Jess Holdengarde
ACROSS THE LANDSCAPE
Jess Holdengarde & Melanie King
“ Science and art, matter and spirit, Indigenous Knowledge and Western Science - can they be goldenrod and asters for each other? When I am in their presence, their beauty asks me for reciprocity, to be the complementary colour, to make something beautiful in response” (Kimmerer, 2020)

Through conversation, knowledge exchange, and collaborative practice, Jess and Melanie’s work was woven together across landscapes in Scotland, England, and the Outer Hebrides. Their collaboration developed new and experimental plant-based recipes for analogue processing, printing, and toning, presented through a combination of new and existing works.

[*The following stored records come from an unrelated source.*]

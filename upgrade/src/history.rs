//! `upgrade-history.jsonl`: one line per upgrade or rollback.

use std::path::{Path, PathBuf};

use chrono::{DateTime, Utc};
use serde::{Deserialize, Serialize};
use warden_core::jsonl::{self, JsonlError};
use warden_core::lock::{LockError, LockGuard, LockName};

#[derive(Debug, Clone, Copy, PartialEq, Eq, Serialize, Deserialize)]
#[serde(rename_all = "snake_case")]
pub enum UpgradeStatus {
    Success,
    /// The upgrade failed and the previous version was put back.
    RolledBack,
    /// Nothing could be put back; the application may be broken.
    Failed,
}

impl UpgradeStatus {
    pub fn as_str(self) -> &'static str {
        match self {
            UpgradeStatus::Success => "success",
            UpgradeStatus::RolledBack => "rolled_back",
            UpgradeStatus::Failed => "failed",
        }
    }
}

#[derive(Debug, Clone, PartialEq, Serialize, Deserialize)]
pub struct UpgradeEntry {
    pub timestamp: DateTime<Utc>,
    pub from_version: String,
    pub to_version: String,
    pub package_manager: String,
    pub status: UpgradeStatus,
    pub notes: String,
    #[serde(default, skip_serializing_if = "Option::is_none")]
    pub backup_file: Option<PathBuf>,
    #[serde(default)]
    pub duration_secs: f64,
}

#[derive(Debug, thiserror::Error)]
pub enum HistoryError {
    #[error(transparent)]
    Storage(#[from] JsonlError),

    #[error(transparent)]
    Lock(#[from] LockError),
}

#[derive(Debug, Clone)]
pub struct UpgradeHistory {
    path: PathBuf,
}

impl UpgradeHistory {
    pub fn new(path: impl Into<PathBuf>) -> Self {
        Self { path: path.into() }
    }

    pub fn path(&self) -> &Path {
        &self.path
    }

    /// Only the holder of the upgrade lock may write.
    pub fn append(&self, guard: &LockGuard, entry: &UpgradeEntry) -> Result<(), HistoryError> {
        guard.ensure(LockName::Upgrade)?;
        jsonl::append(&self.path, entry)?;
        Ok(())
    }

    /// Oldest first.
    pub fn entries(&self) -> Result<Vec<UpgradeEntry>, HistoryError> {
        Ok(jsonl::read_all(&self.path)?)
    }

    pub fn last_successful(&self) -> Result<Option<UpgradeEntry>, HistoryError> {
        Ok(self
            .entries()?
            .into_iter()
            .rev()
            .find(|entry| entry.status == UpgradeStatus::Success))
    }
}
use std::process::ExitCode;

use clap::Parser;
use warden_cli::Cli;

#[tokio::main(flavor = "current_thread")]
async fn main() -> ExitCode {
    let cli = Cli::parse();
    match warden_cli::run(cli).await {
        Ok(code) => ExitCode::from(u8::try_from(code).unwrap_or(1)),
        Err(err) => {
            eprintln!("warden: {err:#}");
            ExitCode::FAILURE
        }
    }
}
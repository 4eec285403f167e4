//! Retention for the daily text logs under `<state_dir>/logs`.

use std::path::Path;
use std::time::{Duration, SystemTime};

/// File name prefix of the rolling log (`warden.log.YYYY-MM-DD`).
pub const LOG_FILE_PREFIX: &str = "warden.log";

/// Remove log files last modified more than `retention_days` before `now`.
/// Zero keeps everything. Returns the number of files removed.
pub fn prune_logs(dir: &Path, retention_days: u32, now: SystemTime) -> std::io::Result<usize> {
    if retention_days == 0 {
        return Ok(0);
    }
    let entries = match std::fs::read_dir(dir) {
        Ok(entries) => entries,
        Err(e) if e.kind() == std::io::ErrorKind::NotFound => return Ok(0),
        Err(e) => return Err(e),
    };

    let max_age = Duration::from_secs(u64::from(retention_days) * 24 * 60 * 60);
    let mut removed = 0;
    for entry in entries.filter_map(Result::ok) {
        if !entry.file_name().to_string_lossy().starts_with(LOG_FILE_PREFIX) {
            continue;
        }
        let Ok(meta) = entry.metadata() else { continue };
        if !meta.is_file() {
            continue;
        }
        let age = meta
            .modified()
            .ok()
            .and_then(|modified| now.duration_since(modified).ok())
            .unwrap_or_default();
        if age > max_age {
            match std::fs::remove_file(entry.path()) {
                Ok(()) => removed += 1,
                Err(e) => tracing::warn!(file = %entry.path().display(), error = %e, "failed to remove old log"),
            }
        }
    }
    if removed > 0 {
        tracing::debug!(removed, retention_days, "pruned old log files");
    }
    Ok(removed)
}

#[cfg(test)]
mod tests {
    use super::*;
    use pretty_assertions::assert_eq;

    fn touch(path: &Path, age: Duration) {
        std::fs::write(path, "log line\n").unwrap();
        let file = std::fs::OpenOptions::new().write(true).open(path).unwrap();
        file.set_modified(SystemTime::now() - age).unwrap();
    }

    #[test]
    fn removes_only_expired_log_files() {
        let dir = tempfile::TempDir::new().unwrap();
        let day = Duration::from_secs(86_400);
        touch(&dir.path().join("warden.log.2024-01-01"), day * 40);
        touch(&dir.path().join("warden.log.2024-02-05"), day * 2);
        touch(&dir.path().join("notes.txt"), day * 40);

        let removed = prune_logs(dir.path(), 30, SystemTime::now()).unwrap();
        assert_eq!(removed, 1);
        assert!(!dir.path().join("warden.log.2024-01-01").exists());
        assert!(dir.path().join("warden.log.2024-02-05").exists());
        assert!(dir.path().join("notes.txt").exists());
    }

    #[test]
    fn zero_retention_keeps_everything() {
        let dir = tempfile::TempDir::new().unwrap();
        touch(&dir.path().join("warden.log.old"), Duration::from_secs(86_400 * 400));
        assert_eq!(prune_logs(dir.path(), 0, SystemTime::now()).unwrap(), 0);
    }

    #[test]
    fn missing_directory_is_fine() {
        let dir = tempfile::TempDir::new().unwrap();
        assert_eq!(prune_logs(&dir.path().join("logs"), 7, SystemTime::now()).unwrap(), 0);
    }
}
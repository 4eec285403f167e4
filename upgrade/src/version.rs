//! Dotted version numbers as printed by package managers.

use std::cmp::Ordering;
use std::fmt;

#[derive(Debug, Clone, PartialEq, Eq)]
pub struct Version {
    pub major: u64,
    pub minor: u64,
    pub patch: u64,
    /// Text after `-`, e.g. `beta.2`.
    pub pre: Option<String>,
}

impl Version {
    /// Accepts `1.2.3`, `v1.2.3`, `1.2` and `1.2.3-rc.1`. Build metadata after
    /// `+` is ignored.
    pub fn parse(text: &str) -> Option<Self> {
        let text = text.trim();
        let text = text.strip_prefix('v').unwrap_or(text);
        let text = text.split('+').next().unwrap_or(text);
        let (core, pre) = match text.split_once('-') {
            Some((core, pre)) if !pre.is_empty() => (core, Some(pre.to_string())),
            Some(_) => return None,
            None => (text, None),
        };

        let mut parts = core.split('.');
        let major = parts.next()?.parse().ok()?;
        let minor = parts.next().map_or(Ok(0), str::parse).ok()?;
        let patch = parts.next().map_or(Ok(0), str::parse).ok()?;
        if parts.next().is_some() {
            return None;
        }
        Some(Self {
            major,
            minor,
            patch,
            pre,
        })
    }

    fn triple(&self) -> (u64, u64, u64) {
        (self.major, self.minor, self.patch)
    }

    pub fn is_prerelease(&self) -> bool {
        self.pre.is_some()
    }

    /// Same numeric triple and pre-release tag.
    pub fn same_release(&self, other: &Version) -> bool {
        self.cmp_release(other) == Ordering::Equal && self.pre == other.pre
    }

    fn cmp_release(&self, other: &Version) -> Ordering {
        self.triple().cmp(&other.triple())
    }
}

impl fmt::Display for Version {
    fn fmt(&self, f: &mut fmt::Formatter<'_>) -> fmt::Result {
        write!(f, "{}.{}.{}", self.major, self.minor, self.patch)?;
        if let Some(pre) = &self.pre {
            write!(f, "-{pre}")?;
        }
        Ok(())
    }
}

/// Whether `latest` should replace `installed`. Pre-releases never do.
pub fn is_newer(latest: &Version, installed: &Version) -> bool {
    !latest.is_prerelease() && latest.cmp_release(installed) == Ordering::Greater
}

#[cfg(test)]
mod tests {
    use super::*;
    use pretty_assertions::assert_eq;

    fn v(text: &str) -> Version {
        Version::parse(text).unwrap()
    }

    #[test]
    fn parses_common_forms() {
        assert_eq!(
            v("v2.10.3"),
            Version {
                major: 2,
                minor: 10,
                patch: 3,
                pre: None
            }
        );
        assert_eq!(v("1.4").to_string(), "1.4.0");
        assert_eq!(v(" 3.0.0-beta.2\n").pre.as_deref(), Some("beta.2"));
        assert_eq!(v("1.2.3+build.7").to_string(), "1.2.3");
    }

    #[test]
    fn rejects_garbage() {
        for text in ["", "latest", "1.x.0", "1.2.3.4", "1.2.3-"] {
            assert_eq!(Version::parse(text), None, "{text}");
        }
    }

    #[test]
    fn comparison_is_numeric() {
        assert!(is_newer(&v("1.10.0"), &v("1.9.9")));
        assert!(is_newer(&v("2.0.0"), &v("1.99.99")));
        assert!(!is_newer(&v("1.2.3"), &v("1.2.3")));
        assert!(!is_newer(&v("1.2.2"), &v("1.2.3")));
    }

    #[test]
    fn prerelease_is_never_newer() {
        assert!(!is_newer(&v("2.0.0-rc.1"), &v("1.0.0")));
        assert!(!is_newer(&v("1.0.1"), &v("1.0.1-rc.1")));
        assert!(v("1.0.0").same_release(&v("v1.0.0")));
        assert!(!v("1.0.0").same_release(&v("1.0.0-rc.1")));
    }
}
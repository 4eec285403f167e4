//! Root of the `warden-core` library: the health-check and repair engine.

// Library code reports through tracing; only the CLI writes to the terminal.
#![deny(clippy::print_stdout, clippy::print_stderr)]

pub mod agent;
pub mod autofix;
pub mod config;
pub mod diagnostics;
pub mod fingerprint;
pub mod jsonl;
pub mod ledger;
pub mod lock;
pub mod logs;
pub mod notify;
pub mod orchestrator;
pub mod probe;
pub mod process;
pub mod service;

pub use config::{ConfigLoader, Settings};
pub use lock::{LockError, LockGuard, LockManager, LockName};
pub use orchestrator::{Collaborators, CycleOutcome, CycleReport, Orchestrator};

Jess presented in-process works from The Natural Process, a research and development project exploring the ethics of foraging, growing, and harvesting local plant matter to create plant-based chemistry for analogue photography. The sustainable silver gelatin prints on display were produced using newly developed recipes derived from local Scottish landscapes. The work also extended into sound through Polymossphony, a collaborative 35-minute soundscape created using touch, voice, field recordings, and the electro-activity of moss, reflecting a more embodied and reciprocal relationship with the more-than-human.
Melanie exhibited works from Acquaintance and Submerged Landscapes, projects that explored sustainable photographic processes and material connections to place. Acquaintance, developed in the Peak District, used botanical cyanotype toning to reconnect with the landscape through plant-based processes. Submerged Landscapes documented coastal areas at risk of submersion in Thanet, UK, incorporating sea-derived materials such as bladderwrack developers, sea spinach anthotypes, and salt water to fix lumen prints.
Together, the exhibition demonstrated how analogue photography, sound, and sustainable methodologies can produce works that are materially connected to landscape and to one another. Through collaborative and queer approaches to making, the project offered insight into more-than-human relationships and the future of analogue practice in an era of ecological uncertainty.